All of the entries below must be copied out exactly.
━━━━━━━━━━
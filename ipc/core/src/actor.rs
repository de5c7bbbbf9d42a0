//! Await helpers shared by the connector and listener actor loops.
//!
//! Both actors multiplex over optional resources (a peer stream that may not
//! exist yet, a drain cycle that may not be scheduled). These helpers turn an
//! absent resource into a future that never resolves, so the select arms stay
//! unconditional.

use std::io;

use tokio::io::{AsyncReadExt, AsyncWriteExt};
use tokio::net::unix::{OwnedReadHalf, OwnedWriteHalf};
use tokio::time::Instant;

/// Read buffer size for peer streams.
pub(crate) const READ_BUF_SIZE: usize = 4096;

/// Read a chunk from the peer stream, or wait forever if there is none.
pub(crate) async fn read_some(
    reader: &mut Option<OwnedReadHalf>,
    buf: &mut [u8],
) -> io::Result<usize> {
    match reader {
        Some(r) => r.read(buf).await,
        None => std::future::pending().await,
    }
}

/// Wait until the scheduled drain deadline, or forever if none is scheduled.
pub(crate) async fn drain_due(deadline: Option<Instant>) {
    match deadline {
        Some(at) => tokio::time::sleep_until(at).await,
        None => std::future::pending().await,
    }
}

/// Write a whole payload and flush it to the transport.
///
/// `write_all` suspends while the kernel socket buffer is full, so returning
/// `Ok` means the payload has been fully handed to the transport — this is the
/// drain signal a backpressured write completion waits for.
pub(crate) async fn write_flush(writer: &mut OwnedWriteHalf, payload: &[u8]) -> io::Result<()> {
    writer.write_all(payload).await?;
    writer.flush().await
}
━━━━━━━━━━
### RESPONSE AREA
filename ipc/core/src/actor.rs
repository de5c7bbbbf9d42a0
//! Await helpers shared by the connector and listener actor loops.
//!
//! Both actors multiplex over optional resources (a peer stream that may not
//! exist yet, a drain cycle that may not be scheduled). These helpers turn an
//! absent resource into a future that never resolves, so the select arms stay
//! unconditional.

use std::io;

use tokio::io::{AsyncReadExt, AsyncWriteExt};
use tokio::net::unix::{OwnedReadHalf, OwnedWriteHalf};
use tokio::time::Instant;

/// Read buffer size for peer streams.
pub(crate) const READ_BUF_SIZE: usize = 4096;

/// Read a chunk from the peer stream, or wait forever if there is none.
pub(crate) async fn read_some(
    reader: &mut Option<OwnedReadHalf>,
    buf: &mut [u8],
) -> io::Result<usize> {
    match reader {
        Some(r) => r.read(buf).await,
        None => std::future::pending().await,
    }
}

/// Wait until the scheduled drain deadline, or forever if none is scheduled.
pub(crate) async fn drain_due(deadline: Option<Instant>) {
    match deadline {
        Some(at) => tokio::time::sleep_until(at).await,
        None => std::future::pending().await,
    }
}

/// Write a whole payload and flush it to the transport.
///
/// `write_all` suspends while the kernel socket buffer is full, so returning
/// `Ok` means the payload has been fully handed to the transport — this is the
/// drain signal a backpressured write completion waits for.
pub(crate) async fn write_flush(writer: &mut OwnedWriteHalf, payload: &[u8]) -> io::Result<()> {
    writer.write_all(payload).await?;
    writer.flush().await
}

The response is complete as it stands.